In Bremen kann eine Klasse freiwillig wiederholt werden, wenn Kind, Eltern und Schule dies sinnvoll finden. Laut bremischem Schulgesetz ist Wiederholen einvernehmlich möglich, wenn zu erwarten ist, dass ein Kind dadurch besser gefördert werden kann oder seinen Abschluss verbessern kann.
Was geschieht in Bremen, wenn ein Kind das Klassenziel nicht erreicht?
"Bis zur 8. Klasse geben wir ja keine Noten mehr", erläutert Carl Böhm, stellvertretender Schulleiter der Wilhelm-Olbers-Oberschule in Hemelingen. Bis dahin erarbeite man für Kinder mit Rückständen individuelle Förderpläne. "Diese Kinder werden während der normalen Unterrichtszeit gefördert", sagt Böhm. "Und für zu Hause gibt es extra Übungsmaterial." Generell werde viel auf den individuellen Stand jedes Kindes geschaut: „Wir unterrichten in einer Klasse auf bis zu vier Niveaus."

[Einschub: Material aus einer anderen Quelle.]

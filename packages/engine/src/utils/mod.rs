// packages/engine/src/utils/mod.rs
//! Common utilities
//!
//! - **errors**: engine error type and `Result` alias
//! - **config**: layered engine configuration
//! - **proxy**: call/property interception wrapper with named hooks

pub mod config;
pub mod errors;
pub mod proxy;

pub use config::{EngineConfig, InterceptionConfig, LoggingConfig, TransportConfig};
pub use errors::{InterceptError, Result};
pub use proxy::{CallProxy, ConstructProxy, PropertySource, ProxyHooks, ProxyTarget};
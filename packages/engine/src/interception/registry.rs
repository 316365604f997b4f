// packages/engine/src/interception/registry.rs
//! Registry of running interceptors
//!
//! Maps an interceptor kind's symbol to the instance currently patching that
//! kind. An interceptor that finds its symbol already registered adopts the
//! running instance instead of patching the client a second time.

use crate::interception::events::HttpEmitter;
use dashmap::DashMap;
use std::fmt;
use std::sync::Arc;
use tracing::{debug, info};
use ulid::Ulid;

/// Registry key identifying one interceptor kind
#[derive(Debug, Clone, Copy, PartialEq, Eq, Hash)]
pub struct InterceptorSymbol(&'static str);

impl InterceptorSymbol {
    pub const fn new(name: &'static str) -> Self {
        Self(name)
    }

    pub fn name(&self) -> &'static str {
        self.0
    }
}

impl fmt::Display for InterceptorSymbol {
    fn fmt(&self, f: &mut fmt::Formatter<'_>) -> fmt::Result {
        f.write_str(self.0)
    }
}

/// The running instance registered under a symbol
#[derive(Debug, Clone)]
pub struct RegisteredInstance {
    /// Hub of the running instance; adopters register listeners here
    pub emitter: Arc<HttpEmitter>,

    /// Identity of the running instance
    pub instance_id: Ulid,
}

/// Shared registry of running interceptors. Clones share the same table.
#[derive(Debug, Clone, Default)]
pub struct InterceptorRegistry {
    entries: Arc<DashMap<InterceptorSymbol, RegisteredInstance>>,
}

impl InterceptorRegistry {
    pub fn new() -> Self {
        Self::default()
    }

    /// Running instance for `symbol`, if any
    pub fn get(&self, symbol: InterceptorSymbol) -> Option<RegisteredInstance> {
        self.entries.get(&symbol).map(|entry| entry.value().clone())
    }

    /// Register `instance` under `symbol` unless another instance holds it.
    /// Returns the instance that ends up registered.
    pub fn register(
        &self,
        symbol: InterceptorSymbol,
        instance: RegisteredInstance,
    ) -> RegisteredInstance {
        let entry = self.entries.entry(symbol).or_insert_with(|| {
            info!("Registered interceptor {} ({})", symbol, instance.instance_id);
            instance
        });
        entry.value().clone()
    }

    /// Remove the entry for `symbol` if it belongs to `instance_id`
    pub fn unregister(&self, symbol: InterceptorSymbol, instance_id: Ulid) -> bool {
        let removed = self
            .entries
            .remove_if(&symbol, |_, entry| entry.instance_id == instance_id)
            .is_some();

        if removed {
            info!("Unregistered interceptor {} ({})", symbol, instance_id);
        } else {
            debug!("Interceptor {} not owned by {}, keeping entry", symbol, instance_id);
        }
        removed
    }

    pub fn contains(&self, symbol: InterceptorSymbol) -> bool {
        self.entries.contains_key(&symbol)
    }

    pub fn symbols(&self) -> Vec<InterceptorSymbol> {
        self.entries.iter().map(|entry| *entry.key()).collect()
    }

    pub fn len(&self) -> usize {
        self.entries.len()
    }

    pub fn is_empty(&self) -> bool {
        self.entries.is_empty()
    }
}
//! Loading of the four partition documents

use std::collections::HashMap;
use std::path::{Path, PathBuf};

use async_trait::async_trait;
use tokio::fs;
use tracing::{debug, info};

use crate::aliases::parse_document;
use crate::error::{HealthError, HealthResult};
use crate::types::{Partition, PartitionedRecords, RawRecord};

/// Source of raw partition data
#[async_trait]
pub trait DataSource: Send + Sync {
    /// Load every record of one partition
    async fn load(&self, partition: Partition) -> HealthResult<Vec<RawRecord>>;
}

/// Reads one JSON document per partition from a directory
#[derive(Debug, Clone)]
pub struct FileDataSource {
    data_dir: PathBuf,
    file_names: HashMap<Partition, String>,
}

impl FileDataSource {
    pub fn new(data_dir: impl AsRef<Path>) -> Self {
        let file_names = Partition::ALL
            .into_iter()
            .map(|partition| (partition, partition.default_file_name().to_string()))
            .collect();
        Self {
            data_dir: data_dir.as_ref().to_path_buf(),
            file_names,
        }
    }

    /// Override the file name used for `partition`.
    pub fn with_file_name(mut self, partition: Partition, file_name: impl Into<String>) -> Self {
        self.file_names.insert(partition, file_name.into());
        self
    }

    pub fn partition_path(&self, partition: Partition) -> PathBuf {
        let file_name = self
            .file_names
            .get(&partition)
            .map(String::as_str)
            .unwrap_or_else(|| partition.default_file_name());
        self.data_dir.join(file_name)
    }
}

#[async_trait]
impl DataSource for FileDataSource {
    async fn load(&self, partition: Partition) -> HealthResult<Vec<RawRecord>> {
        let path = self.partition_path(partition);
        debug!("Loading {} data from {:?}", partition, path);

        let content = fs::read_to_string(&path)
            .await
            .map_err(|error| HealthError::Io(error).in_partition(partition))?;
        let records = parse_document(partition, &content)?;

        debug!("Loaded {} {} records", records.len(), partition);
        Ok(records)
    }
}

/// Load all four partitions concurrently. Any failure fails the whole load.
pub async fn load_partitions(source: &dyn DataSource) -> HealthResult<PartitionedRecords> {
    let (labs, vitals, activity, sleep) = futures::try_join!(
        source.load(Partition::Labs),
        source.load(Partition::Vitals),
        source.load(Partition::Activity),
        source.load(Partition::Sleep),
    )?;

    let data = PartitionedRecords {
        labs,
        vitals,
        activity,
        sleep,
    };
    info!("Loaded {} health records", data.len());
    Ok(data)
}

Ende der 9. Klasse gebe es genaue Vorgaben der Behörde, sagt Böhm: Drei Fünfen oder eine Sechs und zwei Fünfen – dann heißt es, Klassenziel nicht erreicht. Schüler, die das betrifft, werden trotzdem in die 10. Klasse versetzt, aber ohne den Abschluss der einfachen Berufsbildungsreife. Sie können diesen Abschluss ein Jahr später am Ende der 10. Klasse machen.
„Das Zurückstufen ist meistens nicht zielführend", sagt Böhm. Er befürwortet Bremens System ohne Sitzenbleiben. Allerdings sei die Förderung, die stattdessen greifen soll, "nicht immer so hinterlegt, wie man es bräuchte", sagt er: "An bestimmten Oberschulen und gerade an Schulen in der Peripherie haben wir eben einen Personalmangel. Wir müssen schon kreativ sein, um Förderung zu gewährleisten."
Was sagen Wissenschaftler zum bremischen Vorgehen?
Der Bildungsforscher Klaus Klemm fasst seine Studie für die Bertelsmann-Stiftung 2009 so zusammen: Sitzenbleiben sei teuer und unwirksam. Weder die nicht versetzten Schülerinnen und Schüler noch diejenigen, die in der Klasse verblieben, zeigten durch Wiederholungen eine bessere Lernentwicklung.
Der Bildungsökonom Jan Bietenbeck kam 2017 in seiner Doktorarbeit dagegen zu dem Schluss, dass sich das Sitzenbleiben von lernschwachen Schülern zwar zuerst negativ auf den Lernstand ihrer Mitschüler auswirke, ihre Lerndisziplin und Abschlüsse aber langfristig positiv beeinflusse.
"Die kürzlich veröffentlichten Bremer Leistungsvergleiche LALE 5 und 7 haben uns für das laufende Schuljahr deutlich vor Augen geführt, dass vielen Bremer Schülerinnen und Schüler ein für ihre Jahrgangsstufe ausreichendes Kompetenzniveau fehl", sagt Hauke Hilz von der Bremer FDP-Fraktion in Bremen. "Sie im Alltag so individuell zu fördern, dass ein aufholendes Lernen ermöglicht wird, bindet Ressourcen, die unsere Bildungslandschaft nicht hat. Das Wiederholen einer Klassenstufe ist deshalb für Schülerinnen und Schüler eine Chance, versäumte Grundlagen aufzuholen und den Leistungsanforderungen gerecht zu werden."